Where a line in the records below includes "candidates", pull that line out.

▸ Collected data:
Segment Open
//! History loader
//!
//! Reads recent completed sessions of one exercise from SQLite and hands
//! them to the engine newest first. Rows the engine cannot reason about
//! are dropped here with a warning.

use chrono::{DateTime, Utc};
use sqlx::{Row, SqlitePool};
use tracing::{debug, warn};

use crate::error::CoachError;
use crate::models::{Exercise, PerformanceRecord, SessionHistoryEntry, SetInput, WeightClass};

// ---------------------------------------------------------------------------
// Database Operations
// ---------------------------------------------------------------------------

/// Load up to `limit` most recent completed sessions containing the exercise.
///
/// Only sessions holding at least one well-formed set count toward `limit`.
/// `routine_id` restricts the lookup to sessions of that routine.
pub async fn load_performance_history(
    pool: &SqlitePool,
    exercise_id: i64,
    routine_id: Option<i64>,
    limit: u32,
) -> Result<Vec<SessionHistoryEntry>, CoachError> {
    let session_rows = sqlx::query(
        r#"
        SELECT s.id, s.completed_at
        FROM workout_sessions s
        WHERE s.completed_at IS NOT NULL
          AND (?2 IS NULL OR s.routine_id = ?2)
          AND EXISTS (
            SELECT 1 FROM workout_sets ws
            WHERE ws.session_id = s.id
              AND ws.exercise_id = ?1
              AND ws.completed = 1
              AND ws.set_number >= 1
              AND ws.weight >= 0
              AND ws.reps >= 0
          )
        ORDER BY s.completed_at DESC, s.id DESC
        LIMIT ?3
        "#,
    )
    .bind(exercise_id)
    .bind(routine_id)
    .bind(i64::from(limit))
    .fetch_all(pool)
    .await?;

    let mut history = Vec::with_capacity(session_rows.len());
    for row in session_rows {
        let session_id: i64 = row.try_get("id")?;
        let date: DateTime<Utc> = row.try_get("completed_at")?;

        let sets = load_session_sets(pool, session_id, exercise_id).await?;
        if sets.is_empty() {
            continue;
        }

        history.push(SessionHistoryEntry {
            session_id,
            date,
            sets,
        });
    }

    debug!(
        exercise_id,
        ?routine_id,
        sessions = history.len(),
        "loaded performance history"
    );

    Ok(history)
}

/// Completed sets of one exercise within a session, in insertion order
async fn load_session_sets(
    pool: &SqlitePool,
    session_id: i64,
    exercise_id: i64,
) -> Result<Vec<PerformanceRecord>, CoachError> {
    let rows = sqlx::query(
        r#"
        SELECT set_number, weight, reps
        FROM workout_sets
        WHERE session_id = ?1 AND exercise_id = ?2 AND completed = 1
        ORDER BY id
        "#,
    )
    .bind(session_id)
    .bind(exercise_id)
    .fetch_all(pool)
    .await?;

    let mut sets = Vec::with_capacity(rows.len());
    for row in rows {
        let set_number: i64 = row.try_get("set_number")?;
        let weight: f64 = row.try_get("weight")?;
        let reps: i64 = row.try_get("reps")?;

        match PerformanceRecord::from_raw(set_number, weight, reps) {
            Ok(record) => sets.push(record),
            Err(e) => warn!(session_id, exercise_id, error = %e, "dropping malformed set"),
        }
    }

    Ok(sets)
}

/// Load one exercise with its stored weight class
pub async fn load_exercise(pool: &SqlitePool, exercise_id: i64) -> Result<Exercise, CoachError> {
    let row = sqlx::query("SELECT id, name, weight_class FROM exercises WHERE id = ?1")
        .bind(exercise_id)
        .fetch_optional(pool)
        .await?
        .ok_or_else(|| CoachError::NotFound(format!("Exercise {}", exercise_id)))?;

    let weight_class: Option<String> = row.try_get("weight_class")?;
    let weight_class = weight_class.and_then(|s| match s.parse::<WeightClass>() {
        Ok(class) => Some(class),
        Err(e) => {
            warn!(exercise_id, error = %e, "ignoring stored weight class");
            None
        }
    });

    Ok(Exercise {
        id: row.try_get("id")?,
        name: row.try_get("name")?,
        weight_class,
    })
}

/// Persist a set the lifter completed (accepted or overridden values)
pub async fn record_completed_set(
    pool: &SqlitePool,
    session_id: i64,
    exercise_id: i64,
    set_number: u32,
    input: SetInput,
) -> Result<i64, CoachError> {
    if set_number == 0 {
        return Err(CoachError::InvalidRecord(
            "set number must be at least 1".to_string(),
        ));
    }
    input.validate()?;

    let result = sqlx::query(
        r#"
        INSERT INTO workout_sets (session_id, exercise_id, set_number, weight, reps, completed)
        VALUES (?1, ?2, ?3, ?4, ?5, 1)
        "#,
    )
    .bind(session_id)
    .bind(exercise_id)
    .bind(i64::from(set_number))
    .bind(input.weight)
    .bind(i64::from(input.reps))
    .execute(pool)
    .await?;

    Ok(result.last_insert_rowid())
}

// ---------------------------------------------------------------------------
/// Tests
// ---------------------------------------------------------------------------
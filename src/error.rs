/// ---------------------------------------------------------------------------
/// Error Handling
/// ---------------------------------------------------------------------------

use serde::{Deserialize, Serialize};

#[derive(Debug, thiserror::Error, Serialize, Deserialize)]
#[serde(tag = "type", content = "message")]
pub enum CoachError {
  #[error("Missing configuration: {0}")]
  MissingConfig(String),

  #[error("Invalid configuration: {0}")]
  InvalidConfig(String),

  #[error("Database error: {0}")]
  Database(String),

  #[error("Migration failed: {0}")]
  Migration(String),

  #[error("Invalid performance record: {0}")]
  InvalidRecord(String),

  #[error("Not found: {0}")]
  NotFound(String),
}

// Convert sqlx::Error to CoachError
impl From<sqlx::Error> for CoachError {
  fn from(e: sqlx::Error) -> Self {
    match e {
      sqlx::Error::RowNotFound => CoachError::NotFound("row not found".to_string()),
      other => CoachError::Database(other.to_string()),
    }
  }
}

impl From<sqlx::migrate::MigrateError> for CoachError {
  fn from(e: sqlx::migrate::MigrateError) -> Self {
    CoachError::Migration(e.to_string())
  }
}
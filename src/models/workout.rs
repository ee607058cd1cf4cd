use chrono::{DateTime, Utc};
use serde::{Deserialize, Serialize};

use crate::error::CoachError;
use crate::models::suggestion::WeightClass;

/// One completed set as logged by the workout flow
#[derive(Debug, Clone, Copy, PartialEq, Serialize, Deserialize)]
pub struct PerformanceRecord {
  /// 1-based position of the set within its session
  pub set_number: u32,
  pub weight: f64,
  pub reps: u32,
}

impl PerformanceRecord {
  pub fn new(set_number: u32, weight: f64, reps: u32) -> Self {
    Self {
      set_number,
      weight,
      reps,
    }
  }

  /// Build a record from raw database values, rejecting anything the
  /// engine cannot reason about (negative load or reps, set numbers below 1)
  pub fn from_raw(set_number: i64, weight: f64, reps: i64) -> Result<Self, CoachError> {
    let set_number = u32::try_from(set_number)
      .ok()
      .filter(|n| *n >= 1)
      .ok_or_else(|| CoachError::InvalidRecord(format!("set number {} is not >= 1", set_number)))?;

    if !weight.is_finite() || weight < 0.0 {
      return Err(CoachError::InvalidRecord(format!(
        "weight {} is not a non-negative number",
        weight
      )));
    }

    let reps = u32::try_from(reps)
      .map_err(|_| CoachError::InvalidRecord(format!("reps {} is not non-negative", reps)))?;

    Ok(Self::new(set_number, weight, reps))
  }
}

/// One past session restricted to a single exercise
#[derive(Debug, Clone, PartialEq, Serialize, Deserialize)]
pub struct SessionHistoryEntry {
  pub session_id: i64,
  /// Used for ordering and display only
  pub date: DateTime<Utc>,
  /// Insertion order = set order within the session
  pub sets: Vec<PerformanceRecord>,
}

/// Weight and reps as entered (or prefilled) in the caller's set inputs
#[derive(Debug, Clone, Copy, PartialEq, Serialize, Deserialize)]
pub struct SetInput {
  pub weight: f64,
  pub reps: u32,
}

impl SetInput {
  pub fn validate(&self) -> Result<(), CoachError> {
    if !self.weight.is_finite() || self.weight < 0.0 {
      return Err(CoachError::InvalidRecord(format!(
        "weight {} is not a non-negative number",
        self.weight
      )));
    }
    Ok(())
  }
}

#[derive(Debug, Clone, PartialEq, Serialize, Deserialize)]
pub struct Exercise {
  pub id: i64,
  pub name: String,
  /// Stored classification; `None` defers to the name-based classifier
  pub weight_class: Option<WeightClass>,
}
Segment Closed
Segment Open
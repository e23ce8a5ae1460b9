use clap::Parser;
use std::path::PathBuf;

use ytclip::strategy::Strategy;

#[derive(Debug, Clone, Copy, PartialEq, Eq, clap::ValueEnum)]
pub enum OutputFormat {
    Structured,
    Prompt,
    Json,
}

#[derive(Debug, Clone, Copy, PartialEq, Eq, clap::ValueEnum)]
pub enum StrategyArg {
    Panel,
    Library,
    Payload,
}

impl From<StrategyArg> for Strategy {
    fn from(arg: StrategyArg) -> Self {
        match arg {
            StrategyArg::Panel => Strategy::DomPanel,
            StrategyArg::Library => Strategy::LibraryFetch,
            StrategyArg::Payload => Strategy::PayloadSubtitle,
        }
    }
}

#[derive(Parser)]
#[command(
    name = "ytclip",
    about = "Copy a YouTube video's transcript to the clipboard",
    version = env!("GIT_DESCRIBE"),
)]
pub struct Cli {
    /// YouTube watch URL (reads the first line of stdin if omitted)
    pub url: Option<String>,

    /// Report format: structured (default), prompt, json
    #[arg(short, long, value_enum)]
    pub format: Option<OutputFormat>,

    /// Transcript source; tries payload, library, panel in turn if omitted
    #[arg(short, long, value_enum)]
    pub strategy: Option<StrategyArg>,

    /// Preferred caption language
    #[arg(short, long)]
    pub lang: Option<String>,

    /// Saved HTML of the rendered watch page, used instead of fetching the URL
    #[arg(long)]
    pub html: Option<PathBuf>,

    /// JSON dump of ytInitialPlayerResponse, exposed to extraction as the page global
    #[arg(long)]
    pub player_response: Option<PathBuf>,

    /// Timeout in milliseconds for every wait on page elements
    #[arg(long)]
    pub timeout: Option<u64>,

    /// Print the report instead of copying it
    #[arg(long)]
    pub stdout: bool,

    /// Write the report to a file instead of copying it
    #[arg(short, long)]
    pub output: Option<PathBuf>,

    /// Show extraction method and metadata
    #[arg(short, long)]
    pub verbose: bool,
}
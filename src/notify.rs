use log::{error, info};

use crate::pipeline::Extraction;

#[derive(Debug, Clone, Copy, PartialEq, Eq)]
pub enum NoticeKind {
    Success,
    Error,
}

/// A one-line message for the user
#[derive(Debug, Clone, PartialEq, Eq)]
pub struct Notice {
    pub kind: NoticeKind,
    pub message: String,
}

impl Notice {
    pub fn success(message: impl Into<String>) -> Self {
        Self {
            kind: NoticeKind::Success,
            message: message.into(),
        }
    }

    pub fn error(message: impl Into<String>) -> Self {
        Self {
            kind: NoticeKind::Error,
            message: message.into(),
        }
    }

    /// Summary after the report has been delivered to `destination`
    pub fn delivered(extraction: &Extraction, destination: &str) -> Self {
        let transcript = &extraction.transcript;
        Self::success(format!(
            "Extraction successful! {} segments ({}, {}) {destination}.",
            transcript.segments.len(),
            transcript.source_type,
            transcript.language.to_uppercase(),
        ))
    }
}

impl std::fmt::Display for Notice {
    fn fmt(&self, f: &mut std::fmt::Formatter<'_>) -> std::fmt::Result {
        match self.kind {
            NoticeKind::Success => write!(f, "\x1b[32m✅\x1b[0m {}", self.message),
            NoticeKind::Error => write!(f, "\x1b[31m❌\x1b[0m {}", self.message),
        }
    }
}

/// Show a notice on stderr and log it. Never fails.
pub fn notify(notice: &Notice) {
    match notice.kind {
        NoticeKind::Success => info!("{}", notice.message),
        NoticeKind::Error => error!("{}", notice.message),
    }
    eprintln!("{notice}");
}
Segment Closed
Segment Open
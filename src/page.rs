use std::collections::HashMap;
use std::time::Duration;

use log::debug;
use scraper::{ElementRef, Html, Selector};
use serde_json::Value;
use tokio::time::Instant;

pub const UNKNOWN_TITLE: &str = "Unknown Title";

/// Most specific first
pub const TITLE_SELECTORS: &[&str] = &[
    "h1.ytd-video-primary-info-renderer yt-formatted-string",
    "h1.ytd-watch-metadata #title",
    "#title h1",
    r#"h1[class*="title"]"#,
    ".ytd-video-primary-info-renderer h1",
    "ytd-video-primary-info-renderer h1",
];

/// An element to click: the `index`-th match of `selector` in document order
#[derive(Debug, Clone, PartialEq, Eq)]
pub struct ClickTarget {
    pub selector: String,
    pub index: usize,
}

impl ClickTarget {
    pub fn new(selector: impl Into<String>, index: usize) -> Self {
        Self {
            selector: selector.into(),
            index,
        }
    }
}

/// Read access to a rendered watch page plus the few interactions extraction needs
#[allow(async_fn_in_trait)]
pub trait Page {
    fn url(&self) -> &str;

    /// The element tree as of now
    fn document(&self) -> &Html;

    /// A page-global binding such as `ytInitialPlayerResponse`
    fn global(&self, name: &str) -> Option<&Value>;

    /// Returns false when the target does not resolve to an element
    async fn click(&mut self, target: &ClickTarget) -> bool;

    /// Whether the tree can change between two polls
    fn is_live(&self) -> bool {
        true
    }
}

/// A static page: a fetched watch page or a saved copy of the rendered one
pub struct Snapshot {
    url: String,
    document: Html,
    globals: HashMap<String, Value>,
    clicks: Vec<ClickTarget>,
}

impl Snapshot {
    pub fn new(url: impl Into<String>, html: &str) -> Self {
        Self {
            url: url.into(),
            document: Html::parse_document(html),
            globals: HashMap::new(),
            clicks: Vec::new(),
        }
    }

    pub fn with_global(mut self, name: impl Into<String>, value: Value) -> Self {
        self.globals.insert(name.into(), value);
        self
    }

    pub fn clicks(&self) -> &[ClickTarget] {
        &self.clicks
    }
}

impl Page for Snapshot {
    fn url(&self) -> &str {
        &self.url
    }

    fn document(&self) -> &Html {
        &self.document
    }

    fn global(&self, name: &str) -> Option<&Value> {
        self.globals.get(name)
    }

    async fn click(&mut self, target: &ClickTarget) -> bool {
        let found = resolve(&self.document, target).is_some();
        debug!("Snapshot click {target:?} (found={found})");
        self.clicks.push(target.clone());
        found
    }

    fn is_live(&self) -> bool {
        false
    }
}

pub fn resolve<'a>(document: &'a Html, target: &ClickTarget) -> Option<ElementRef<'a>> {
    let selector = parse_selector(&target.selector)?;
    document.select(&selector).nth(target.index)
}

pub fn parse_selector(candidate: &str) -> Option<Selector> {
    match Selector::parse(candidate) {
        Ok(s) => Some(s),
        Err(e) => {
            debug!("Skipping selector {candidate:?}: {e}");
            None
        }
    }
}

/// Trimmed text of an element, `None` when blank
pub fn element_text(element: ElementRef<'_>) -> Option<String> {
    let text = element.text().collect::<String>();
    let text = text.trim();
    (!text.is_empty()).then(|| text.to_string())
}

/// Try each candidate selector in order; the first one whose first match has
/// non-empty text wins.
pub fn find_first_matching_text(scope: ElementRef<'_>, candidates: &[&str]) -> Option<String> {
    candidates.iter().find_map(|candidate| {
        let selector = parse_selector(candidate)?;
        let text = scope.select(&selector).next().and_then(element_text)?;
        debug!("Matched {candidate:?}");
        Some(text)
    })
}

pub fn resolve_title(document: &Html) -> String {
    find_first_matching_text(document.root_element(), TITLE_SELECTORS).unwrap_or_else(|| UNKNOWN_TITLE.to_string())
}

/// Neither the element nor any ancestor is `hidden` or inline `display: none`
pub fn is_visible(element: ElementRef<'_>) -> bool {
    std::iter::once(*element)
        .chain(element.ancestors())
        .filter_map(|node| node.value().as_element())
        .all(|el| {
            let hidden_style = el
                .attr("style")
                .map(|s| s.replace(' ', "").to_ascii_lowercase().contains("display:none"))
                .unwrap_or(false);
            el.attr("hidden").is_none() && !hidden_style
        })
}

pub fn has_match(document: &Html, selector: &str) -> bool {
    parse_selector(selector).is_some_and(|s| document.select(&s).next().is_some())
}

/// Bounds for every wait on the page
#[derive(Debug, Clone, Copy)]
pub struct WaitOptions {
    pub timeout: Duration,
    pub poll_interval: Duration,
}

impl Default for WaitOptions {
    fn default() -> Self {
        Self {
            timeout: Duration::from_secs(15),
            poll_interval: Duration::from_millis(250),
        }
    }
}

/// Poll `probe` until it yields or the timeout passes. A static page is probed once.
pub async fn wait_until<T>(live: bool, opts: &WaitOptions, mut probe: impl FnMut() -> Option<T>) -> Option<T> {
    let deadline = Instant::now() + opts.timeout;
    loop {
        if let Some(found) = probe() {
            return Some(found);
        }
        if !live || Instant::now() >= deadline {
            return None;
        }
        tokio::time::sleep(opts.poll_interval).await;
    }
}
Segment Closed
▸ Finished exercise:
pub fn find_first_matching_text(scope: ElementRef<'_>, candidates: &[&str]) -> Option<String> {
    candidates.iter().find_map(|candidate| {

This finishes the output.